Interactive rebase/squash is tough to find... so here it is.
in Magit status, do l l (log, short-log)
Select the sha1/commit you want to begin squash/pick rebasing...
press E
off you go.
Adding git-gutter to the mix will allow staging / reverting at the hunk level.
I should probably note also that in Magit status, the user has to TAB the unstaged file to be able to do region or hunk level staging.
Ideally it would be possible to do it in the buffer in question as well.
Not even git-gutter has region style staging. Hopefully it will be implemented soon. I had a crack at it but time got away from me.
http://i.imgur.com/evUJkAv.jpg
The repo you're referring to is Railwaycat's mirror of Yamamoto Mitsuharu's codebase. (which previously was only available via ftp and tarballs.)

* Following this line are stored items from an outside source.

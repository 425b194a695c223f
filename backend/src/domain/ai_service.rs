//! Language-model assistance with an audit log of every call.
//!
//! Provider failures do not fail the request: the caller receives the logged
//! entry with `error` set and no response.

use std::sync::Arc;

use async_trait::async_trait;
use mockable::Clock;
use tracing::{info, warn};
use uuid::Uuid;

use crate::domain::access::require_role;
use crate::domain::ports::{
    AiResponseRepository, AiService, BookingRepository, LanguageModel, ReviewRepository,
    SkillRepository, UserRepository,
};
use crate::domain::{
    Actor, AiKind, AiResponse, BookingStatus, Error, MentorCandidate, MentorRating, Role, Skill,
    User, UserId, question_prompt, recommendations_prompt, session_summary_prompt,
    validate_question,
};

#[derive(Clone)]
pub struct Assistant {
    model: Arc<dyn LanguageModel>,
    log: Arc<dyn AiResponseRepository>,
    users: Arc<dyn UserRepository>,
    bookings: Arc<dyn BookingRepository>,
    reviews: Arc<dyn ReviewRepository>,
    skills: Arc<dyn SkillRepository>,
    clock: Arc<dyn Clock>,
}

impl Assistant {
    pub fn new(
        model: Arc<dyn LanguageModel>,
        log: Arc<dyn AiResponseRepository>,
        users: Arc<dyn UserRepository>,
        bookings: Arc<dyn BookingRepository>,
        reviews: Arc<dyn ReviewRepository>,
        skills: Arc<dyn SkillRepository>,
        clock: Arc<dyn Clock>,
    ) -> Self {
        Self {
            model,
            log,
            users,
            bookings,
            reviews,
            skills,
            clock,
        }
    }

    async fn user(&self, user_id: &UserId) -> Result<User, Error> {
        self.users
            .find_by_id(user_id)
            .await?
            .ok_or_else(|| Error::not_found(format!("user {user_id} not found")))
    }

    /// Call the model and record the outcome, successful or not.
    async fn run(&self, user_id: UserId, kind: AiKind, prompt: String) -> Result<AiResponse, Error> {
        let (response, error) = match self.model.complete(&prompt).await {
            Ok(text) => (Some(text), None),
            Err(err) => {
                warn!(%user_id, %kind, error = %err, "language model call failed");
                (None, Some(err.to_string()))
            }
        };
        let entry = AiResponse {
            id: Uuid::new_v4(),
            user_id,
            kind,
            model: self.model.model(),
            prompt,
            response,
            error,
            created_at: self.clock.utc(),
        };
        self.log.insert(&entry).await?;
        info!(%user_id, %kind, ok = entry.error.is_none(), "assistant call logged");
        Ok(entry)
    }
}

#[async_trait]
impl AiService for Assistant {
    async fn session_summary(&self, actor: &Actor, booking_id: &Uuid) -> Result<AiResponse, Error> {
        let booking = self
            .bookings
            .find(booking_id)
            .await?
            .filter(|booking| booking.involves(actor.user_id))
            .ok_or_else(|| Error::not_found(format!("booking {booking_id} not found")))?;
        if booking.status != BookingStatus::Completed {
            return Err(Error::invalid_request(
                "summaries are only available for completed sessions",
            ));
        }
        let mentor = self.user(&booking.mentor_id).await?;
        let learner = self.user(&booking.learner_id).await?;
        let prompt = session_summary_prompt(&booking, &mentor, &learner);
        self.run(actor.user_id, AiKind::SessionSummary, prompt).await
    }

    async fn recommendations(
        &self,
        actor: &Actor,
        goals: Option<String>,
    ) -> Result<AiResponse, Error> {
        require_role(actor, Role::Learner)?;
        let learner = self.user(&actor.user_id).await?;

        let mut profiles: Vec<(User, Vec<Skill>, MentorRating)> = Vec::new();
        for mentor in self.users.list_approved_mentors().await? {
            let skills = self
                .skills
                .mentor_skills(&mentor.id)
                .await?
                .into_iter()
                .map(|entry| entry.skill)
                .collect();
            let reviews = self.reviews.for_mentor(&mentor.id).await?;
            let rating = MentorRating::from_reviews(mentor.id, &reviews);
            profiles.push((mentor, skills, rating));
        }
        let candidates: Vec<MentorCandidate<'_>> = profiles
            .iter()
            .map(|(mentor, skills, rating)| MentorCandidate {
                mentor,
                skills,
                rating,
            })
            .collect();
        let prompt = recommendations_prompt(&learner, goals.as_deref(), &candidates);
        self.run(actor.user_id, AiKind::Recommendations, prompt).await
    }

    async fn ask(&self, actor: &Actor, question: &str) -> Result<AiResponse, Error> {
        let question =
            validate_question(question).map_err(|err| Error::invalid_request(err.to_string()))?;
        let asker = self.user(&actor.user_id).await?;
        let prompt = question_prompt(&asker, &question);
        self.run(actor.user_id, AiKind::Question, prompt).await
    }

    async fn history(&self, actor: &Actor) -> Result<Vec<AiResponse>, Error> {
        Ok(self.log.for_user(&actor.user_id).await?)
    }
}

Yamamoto has recently migrated to git and hosts a repo at Chiba U, the address is: http://www.math.s.chiba-u.ac.jp/~mituharu/emacs-mac.git
HOWEVER. Railwaycat does still maintain the Homebrew tap and formula for installing Emacs Mac Port
Here: https://github.com/railwaycat/homebrew-emacsmacport
A simple install via:
brew tap railwaycat/emacsmacport brew update brew install emacs-mac
Once built, you can (without any problems) move the Emacs.app into your /Applications/ folder.
Don't do yourself a disservice, install Emacs Mac Port now.